The history of pancakes and galettes is closely linked to that of buckwheat. In the 12th century, Crusader warriors travelled to Asia and were lucky enough to discover this strange and particularly tasty cereal. Accompanied by the precious seed, they returned to Europe and tried to start growing it. As buckwheat needs a lot of rain and a climate that is both mild and humid, a French region appears to be particularly suitable for this production: Brittany.
In the 16th century, Duchess Anne of Brittany adored this plant, which was also called "buckwheat" in reference to its colour, which reminded the French of the skin of the Muslim peoples, also called "sarrasin", at the time. Deciding to sow some all over her territory, she began to make the buckwheat pancake a Breton speciality.
The pancake, a sweet version of the latter, appeared many years later when at the end of the 19th century buckwheat flour, which had become too expensive, was replaced by white wheat flour. Today, this recipe is as famous and appreciated as the first one! Many other derivatives have also emerged over the years: lace pancakes, the Pont-Aven biscuit pancake and... English pancakes!
Every year, pancakes are in the spotlight in many French homes on the occasion of Candlemas Day.

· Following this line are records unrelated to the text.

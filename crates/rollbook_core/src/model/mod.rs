//! Domain model for roster and attendance data.
//!
//! # Responsibility
//! - Define the canonical records persisted locally and mirrored to the
//!   remote store during sync.
//! - Keep lifecycle rules (soft-delete tombstones, identifier stability)
//!   next to the data they protect.
//!
//! # Invariants
//! - Every entity is identified by a stable UUID that never changes after
//!   creation, including across rename and sync round trips.
//! - Class/Student deletion is represented by soft-delete tombstones, not
//!   hard delete. Attendance is the exception: a day is hard-deleted.
//! - An attendance row's existence means "present"; absence is never stored.

pub mod attendance;
pub mod class;
pub mod student;

use std::time::{SystemTime, UNIX_EPOCH};

/// Current wall-clock time in epoch milliseconds.
///
/// Stamps `created_at`/`updated_at` on locally constructed entities; pulled
/// rows keep the timestamps the remote already carries.
pub(crate) fn now_ms() -> i64 {
    SystemTime::now()
        .duration_since(UNIX_EPOCH)
        .map(|elapsed| elapsed.as_millis() as i64)
        .unwrap_or(0)
}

Celebrated in February, it traditionally commemorates the arrival of pilgrims who, welcomed in Rome, were given a baked wheat pancake. Today, this popular festival is above all an opportunity to invite friends and family to share a good time around a good pancake.
Pancakes, traditionally accompanied by ham, egg and cheese, and pancakes, to which we can add sugar, butter, jam and chocolate, are very popular dishes. At home or in a restaurant, for children or adults, this gourmet menu rarely disappoints. Proof of this is that France has a total of 4,000 crêperies!
A trip to Brittany without a visit to one of them is a real sacrilege.
The best pancake recipes according to Marmiton.